TASK INPUT below:

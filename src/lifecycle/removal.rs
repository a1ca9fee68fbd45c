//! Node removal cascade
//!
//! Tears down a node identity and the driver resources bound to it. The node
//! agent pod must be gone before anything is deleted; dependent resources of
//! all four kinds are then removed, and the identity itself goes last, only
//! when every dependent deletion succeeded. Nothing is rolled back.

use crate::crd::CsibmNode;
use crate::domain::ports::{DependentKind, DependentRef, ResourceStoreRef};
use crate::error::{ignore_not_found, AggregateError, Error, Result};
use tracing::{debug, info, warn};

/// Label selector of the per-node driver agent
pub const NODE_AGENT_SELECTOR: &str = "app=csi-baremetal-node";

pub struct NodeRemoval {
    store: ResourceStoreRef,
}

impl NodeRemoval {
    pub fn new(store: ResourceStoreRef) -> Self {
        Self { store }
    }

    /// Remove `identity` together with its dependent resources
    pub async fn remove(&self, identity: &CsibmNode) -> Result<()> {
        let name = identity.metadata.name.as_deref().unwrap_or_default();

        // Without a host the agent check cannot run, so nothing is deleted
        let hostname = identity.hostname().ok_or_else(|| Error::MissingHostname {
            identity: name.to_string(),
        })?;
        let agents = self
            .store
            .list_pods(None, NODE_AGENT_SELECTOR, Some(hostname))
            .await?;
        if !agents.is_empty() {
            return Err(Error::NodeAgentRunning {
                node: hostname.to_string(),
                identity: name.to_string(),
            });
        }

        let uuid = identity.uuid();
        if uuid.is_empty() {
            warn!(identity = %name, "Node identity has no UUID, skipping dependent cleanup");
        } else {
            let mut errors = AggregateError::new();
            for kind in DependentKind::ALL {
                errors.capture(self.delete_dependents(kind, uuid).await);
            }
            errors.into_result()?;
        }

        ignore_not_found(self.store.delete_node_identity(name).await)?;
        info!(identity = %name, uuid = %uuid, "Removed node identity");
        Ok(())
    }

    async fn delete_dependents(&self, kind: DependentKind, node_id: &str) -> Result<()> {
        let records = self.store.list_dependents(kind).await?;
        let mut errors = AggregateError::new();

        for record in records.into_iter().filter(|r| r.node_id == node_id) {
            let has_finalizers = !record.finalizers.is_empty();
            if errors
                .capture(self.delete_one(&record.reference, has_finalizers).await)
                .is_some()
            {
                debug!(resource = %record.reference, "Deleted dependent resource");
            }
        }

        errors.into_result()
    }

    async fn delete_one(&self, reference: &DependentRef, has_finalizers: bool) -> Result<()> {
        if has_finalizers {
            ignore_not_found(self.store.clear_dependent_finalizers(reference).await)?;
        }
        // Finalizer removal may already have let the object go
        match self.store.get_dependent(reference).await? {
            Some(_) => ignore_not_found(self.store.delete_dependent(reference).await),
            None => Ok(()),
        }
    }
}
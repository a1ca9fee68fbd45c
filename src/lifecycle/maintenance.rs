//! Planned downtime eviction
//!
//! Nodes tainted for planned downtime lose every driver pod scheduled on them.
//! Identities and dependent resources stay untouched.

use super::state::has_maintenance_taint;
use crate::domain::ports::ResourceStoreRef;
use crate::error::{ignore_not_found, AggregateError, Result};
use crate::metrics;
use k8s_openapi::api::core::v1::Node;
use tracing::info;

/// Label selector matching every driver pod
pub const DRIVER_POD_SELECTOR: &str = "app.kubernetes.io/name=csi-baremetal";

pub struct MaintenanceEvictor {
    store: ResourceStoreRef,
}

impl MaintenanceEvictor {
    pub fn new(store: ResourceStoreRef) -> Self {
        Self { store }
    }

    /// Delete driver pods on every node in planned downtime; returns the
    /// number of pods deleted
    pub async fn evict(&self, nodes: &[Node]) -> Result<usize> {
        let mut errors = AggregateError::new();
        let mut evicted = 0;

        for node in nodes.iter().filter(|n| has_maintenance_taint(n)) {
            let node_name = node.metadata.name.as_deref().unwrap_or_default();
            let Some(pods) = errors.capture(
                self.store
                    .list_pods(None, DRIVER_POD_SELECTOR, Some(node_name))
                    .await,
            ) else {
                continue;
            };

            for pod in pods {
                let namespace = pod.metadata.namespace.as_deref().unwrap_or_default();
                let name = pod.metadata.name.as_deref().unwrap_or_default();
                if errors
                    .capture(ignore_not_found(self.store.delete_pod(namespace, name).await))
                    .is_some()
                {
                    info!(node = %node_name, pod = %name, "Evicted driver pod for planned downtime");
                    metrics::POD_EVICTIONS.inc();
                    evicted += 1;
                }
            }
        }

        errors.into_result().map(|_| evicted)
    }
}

End of TASK INPUT.

▶ THE TASK: Exactly as written above, set down the whole listing again.

▶ TASK SOLUTION:
filename src/lifecycle/removal.rs
repository a1ca9fee68fbd45c
//! Node removal cascade
//!
//! Tears down a node identity and the driver resources bound to it. The node
//! agent pod must be gone before anything is deleted; dependent resources of
//! all four kinds are then removed, and the identity itself goes last, only
//! when every dependent deletion succeeded. Nothing is rolled back.

use crate::crd::CsibmNode;
use crate::domain::ports::{DependentKind, DependentRef, ResourceStoreRef};
use crate::error::{ignore_not_found, AggregateError, Error, Result};
use tracing::{debug, info, warn};

/// Label selector of the per-node driver agent
pub const NODE_AGENT_SELECTOR: &str = "app=csi-baremetal-node";

pub struct NodeRemoval {
    store: ResourceStoreRef,
}

impl NodeRemoval {
    pub fn new(store: ResourceStoreRef) -> Self {
        Self { store }
    }

    /// Remove `identity` together with its dependent resources
    pub async fn remove(&self, identity: &CsibmNode) -> Result<()> {
        let name = identity.metadata.name.as_deref().unwrap_or_default();

        // Without a host the agent check cannot run, so nothing is deleted
        let hostname = identity.hostname().ok_or_else(|| Error::MissingHostname {
            identity: name.to_string(),
        })?;
        let agents = self
            .store
            .list_pods(None, NODE_AGENT_SELECTOR, Some(hostname))
            .await?;
        if !agents.is_empty() {
            return Err(Error::NodeAgentRunning {
                node: hostname.to_string(),
                identity: name.to_string(),
            });
        }

        let uuid = identity.uuid();
        if uuid.is_empty() {
            warn!(identity = %name, "Node identity has no UUID, skipping dependent cleanup");
        } else {
            let mut errors = AggregateError::new();
            for kind in DependentKind::ALL {
                errors.capture(self.delete_dependents(kind, uuid).await);
            }
            errors.into_result()?;
        }

        ignore_not_found(self.store.delete_node_identity(name).await)?;
        info!(identity = %name, uuid = %uuid, "Removed node identity");
        Ok(())
    }

    async fn delete_dependents(&self, kind: DependentKind, node_id: &str) -> Result<()> {
        let records = self.store.list_dependents(kind).await?;
        let mut errors = AggregateError::new();

        for record in records.into_iter().filter(|r| r.node_id == node_id) {
            let has_finalizers = !record.finalizers.is_empty();
            if errors
                .capture(self.delete_one(&record.reference, has_finalizers).await)
                .is_some()
            {
                debug!(resource = %record.reference, "Deleted dependent resource");
            }
        }

        errors.into_result()
    }

    async fn delete_one(&self, reference: &DependentRef, has_finalizers: bool) -> Result<()> {
        if has_finalizers {
            ignore_not_found(self.store.clear_dependent_finalizers(reference).await)?;
        }
        // Finalizer removal may already have let the object go
        match self.store.get_dependent(reference).await? {
            Some(_) => ignore_not_found(self.store.delete_dependent(reference).await),
            None => Ok(()),
        }
    }
}
repository a1ca9fee68fbd45c
filename src/lifecycle/maintenance.rs
//! Planned downtime eviction
//!
//! Nodes tainted for planned downtime lose every driver pod scheduled on them.
//! Identities and dependent resources stay untouched.

use super::state::has_maintenance_taint;
use crate::domain::ports::ResourceStoreRef;
use crate::error::{ignore_not_found, AggregateError, Result};
use crate::metrics;
use k8s_openapi::api::core::v1::Node;
use tracing::info;

/// Label selector matching every driver pod
pub const DRIVER_POD_SELECTOR: &str = "app.kubernetes.io/name=csi-baremetal";

pub struct MaintenanceEvictor {
    store: ResourceStoreRef,
}

impl MaintenanceEvictor {
    pub fn new(store: ResourceStoreRef) -> Self {
        Self { store }
    }

    /// Delete driver pods on every node in planned downtime; returns the
    /// number of pods deleted
    pub async fn evict(&self, nodes: &[Node]) -> Result<usize> {
        let mut errors = AggregateError::new();
        let mut evicted = 0;

        for node in nodes.iter().filter(|n| has_maintenance_taint(n)) {
            let node_name = node.metadata.name.as_deref().unwrap_or_default();
            let Some(pods) = errors.capture(
                self.store
                    .list_pods(None, DRIVER_POD_SELECTOR, Some(node_name))
                    .await,
            ) else {
                continue;
            };

            for pod in pods {
                let namespace = pod.metadata.namespace.as_deref().unwrap_or_default();
                let name = pod.metadata.name.as_deref().unwrap_or_default();
                if errors
                    .capture(ignore_not_found(self.store.delete_pod(namespace, name).await))
                    .is_some()
                {
                    info!(node = %node_name, pod = %name, "Evicted driver pod for planned downtime");
                    metrics::POD_EVICTIONS.inc();
                    evicted += 1;
                }
            }
        }

        errors.into_result().map(|_| evicted)
    }
}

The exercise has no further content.